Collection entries
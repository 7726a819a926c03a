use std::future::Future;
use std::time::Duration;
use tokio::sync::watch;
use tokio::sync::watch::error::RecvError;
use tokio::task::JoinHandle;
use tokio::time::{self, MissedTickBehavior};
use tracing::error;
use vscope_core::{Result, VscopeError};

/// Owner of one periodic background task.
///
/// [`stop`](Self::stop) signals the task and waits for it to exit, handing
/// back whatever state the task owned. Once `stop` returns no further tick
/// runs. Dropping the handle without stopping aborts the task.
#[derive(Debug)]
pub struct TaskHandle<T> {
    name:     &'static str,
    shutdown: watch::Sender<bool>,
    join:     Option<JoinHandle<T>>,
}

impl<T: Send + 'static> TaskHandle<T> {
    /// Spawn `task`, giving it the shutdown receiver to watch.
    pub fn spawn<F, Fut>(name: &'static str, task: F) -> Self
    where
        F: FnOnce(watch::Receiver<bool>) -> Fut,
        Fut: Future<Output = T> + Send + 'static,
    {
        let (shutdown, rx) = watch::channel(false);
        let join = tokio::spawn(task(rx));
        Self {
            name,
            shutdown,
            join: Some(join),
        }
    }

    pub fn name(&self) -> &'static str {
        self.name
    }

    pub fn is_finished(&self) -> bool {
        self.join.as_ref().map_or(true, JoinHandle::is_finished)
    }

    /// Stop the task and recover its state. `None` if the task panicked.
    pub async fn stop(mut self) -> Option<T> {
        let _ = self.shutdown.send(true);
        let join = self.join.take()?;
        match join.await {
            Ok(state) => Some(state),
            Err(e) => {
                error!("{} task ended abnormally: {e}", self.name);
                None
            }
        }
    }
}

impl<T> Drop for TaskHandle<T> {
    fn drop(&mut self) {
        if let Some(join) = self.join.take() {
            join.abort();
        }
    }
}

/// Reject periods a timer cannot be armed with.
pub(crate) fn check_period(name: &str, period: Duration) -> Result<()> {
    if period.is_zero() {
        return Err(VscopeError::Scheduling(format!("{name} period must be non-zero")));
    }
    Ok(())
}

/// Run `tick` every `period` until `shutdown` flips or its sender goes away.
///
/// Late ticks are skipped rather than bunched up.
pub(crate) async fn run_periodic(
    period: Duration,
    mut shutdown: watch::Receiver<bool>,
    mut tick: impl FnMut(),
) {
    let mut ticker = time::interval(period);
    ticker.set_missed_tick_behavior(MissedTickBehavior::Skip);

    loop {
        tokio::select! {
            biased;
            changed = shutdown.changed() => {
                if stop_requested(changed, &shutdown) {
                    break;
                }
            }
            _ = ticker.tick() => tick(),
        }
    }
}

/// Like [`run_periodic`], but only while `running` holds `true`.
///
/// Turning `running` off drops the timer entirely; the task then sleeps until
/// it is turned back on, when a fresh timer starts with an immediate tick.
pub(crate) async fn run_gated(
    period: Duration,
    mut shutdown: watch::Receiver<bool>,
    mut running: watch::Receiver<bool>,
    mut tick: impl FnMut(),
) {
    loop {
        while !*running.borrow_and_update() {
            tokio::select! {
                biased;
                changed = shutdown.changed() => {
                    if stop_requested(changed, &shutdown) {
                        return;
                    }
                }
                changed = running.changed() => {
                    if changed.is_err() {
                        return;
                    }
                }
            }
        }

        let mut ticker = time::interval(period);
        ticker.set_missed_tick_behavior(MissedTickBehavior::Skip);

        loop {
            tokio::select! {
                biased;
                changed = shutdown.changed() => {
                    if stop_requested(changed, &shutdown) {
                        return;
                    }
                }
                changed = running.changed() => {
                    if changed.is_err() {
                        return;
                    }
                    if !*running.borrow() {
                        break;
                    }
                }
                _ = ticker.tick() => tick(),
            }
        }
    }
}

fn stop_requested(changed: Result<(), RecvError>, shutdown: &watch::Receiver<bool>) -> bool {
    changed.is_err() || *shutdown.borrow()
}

* * *

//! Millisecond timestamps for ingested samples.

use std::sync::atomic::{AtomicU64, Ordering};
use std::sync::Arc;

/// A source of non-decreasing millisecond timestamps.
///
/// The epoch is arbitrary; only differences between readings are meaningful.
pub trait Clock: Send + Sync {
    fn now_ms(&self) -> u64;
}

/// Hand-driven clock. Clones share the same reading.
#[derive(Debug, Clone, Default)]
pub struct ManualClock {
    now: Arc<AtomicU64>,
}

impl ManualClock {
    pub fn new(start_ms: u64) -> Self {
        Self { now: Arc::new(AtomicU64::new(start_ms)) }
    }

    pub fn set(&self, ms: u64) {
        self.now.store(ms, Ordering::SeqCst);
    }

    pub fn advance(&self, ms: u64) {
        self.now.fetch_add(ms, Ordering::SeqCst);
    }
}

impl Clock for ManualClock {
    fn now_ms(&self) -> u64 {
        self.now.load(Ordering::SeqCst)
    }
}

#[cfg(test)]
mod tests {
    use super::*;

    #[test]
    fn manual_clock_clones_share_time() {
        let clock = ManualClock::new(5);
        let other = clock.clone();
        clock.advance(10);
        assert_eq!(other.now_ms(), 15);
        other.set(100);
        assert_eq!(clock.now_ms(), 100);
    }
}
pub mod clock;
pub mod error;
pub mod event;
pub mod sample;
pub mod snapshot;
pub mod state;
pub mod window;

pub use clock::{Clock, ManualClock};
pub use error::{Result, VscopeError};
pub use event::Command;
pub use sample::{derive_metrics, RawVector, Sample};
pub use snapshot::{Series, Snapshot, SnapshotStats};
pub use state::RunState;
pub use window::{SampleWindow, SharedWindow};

:: The task ::
Some of the data mentions "interval". Copy every line where it does.

:: Reply to the task ::
    let mut ticker = time::interval(period);
        let mut ticker = time::interval(period);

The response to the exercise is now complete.